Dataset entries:

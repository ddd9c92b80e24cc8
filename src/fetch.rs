//! HTTP client for fetching JSON documents
//!
//! Downloads a JSON response body so it can be stored in the file cache.

use reqwest::{Client, StatusCode};
use serde_json::Value;
use std::time::Duration;
use thiserror::Error;
use tracing::debug;

/// Default timeout for a single request
pub const DEFAULT_TIMEOUT: Duration = Duration::from_secs(30);

/// User agent sent with every request
const USER_AGENT: &str = concat!(env!("CARGO_PKG_NAME"), "/", env!("CARGO_PKG_VERSION"));

/// Errors that can occur when fetching a JSON document
#[derive(Debug, Error)]
pub enum FetchError {
    /// HTTP request failed
    #[error("HTTP request failed: {0}")]
    RequestFailed(#[from] reqwest::Error),

    /// Server answered with a non-success status
    #[error("Unexpected status {status} from {url}")]
    Status { status: StatusCode, url: String },

    /// Failed to parse JSON response
    #[error("Failed to parse JSON response: {0}")]
    ParseError(#[from] serde_json::Error),
}

/// Client for fetching JSON over HTTP
#[derive(Debug, Clone)]
pub struct JsonFetcher {
    client: Client,
}

impl JsonFetcher {
    /// Creates a fetcher with the default timeout
    pub fn new() -> Result<Self, FetchError> {
        Self::with_timeout(DEFAULT_TIMEOUT)
    }

    /// Creates a fetcher whose requests give up after `timeout`
    pub fn with_timeout(timeout: Duration) -> Result<Self, FetchError> {
        let client = Client::builder()
            .timeout(timeout)
            .user_agent(USER_AGENT)
            .build()?;
        Ok(Self { client })
    }

    /// Fetches `url` and decodes the body as JSON
    ///
    /// # Returns
    /// * `Ok(Value)` with the decoded body
    /// * `Err(FetchError::Status)` for non-2xx responses
    /// * `Err(FetchError)` for transport or decoding failures
    pub async fn fetch(&self, url: &str) -> Result<Value, FetchError> {
        debug!(url, "fetching");
        let response = self.client.get(url).send().await?;

        let status = response.status();
        if !status.is_success() {
            return Err(FetchError::Status {
                status,
                url: url.to_string(),
            });
        }

        let body = response.bytes().await?;
        debug!(url, bytes = body.len(), "fetched");
        parse_body(&body)
    }
}

/// Decodes a response body as JSON
fn parse_body(body: &[u8]) -> Result<Value, FetchError> {
    Ok(serde_json::from_slice(body)?)
}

Goal of the exercise: Which of the lines above include the string "await"? Pick them out and copy them.

Task response:
        let response = self.client.get(url).send().await?;
        let body = response.bytes().await?;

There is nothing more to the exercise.